## [Directions]
Take the records below and copy them exactly.
═══ Data for review
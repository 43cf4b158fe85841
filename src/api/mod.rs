//! Backend API support types.

pub mod headers;

pub use headers::{ApiHeaders, CustomApiHeader};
══════
## [Result]
repository 43cf4b158fe85841
filename src/api/mod.rs
//! Backend API support types.

pub mod headers;

pub use headers::{ApiHeaders, CustomApiHeader};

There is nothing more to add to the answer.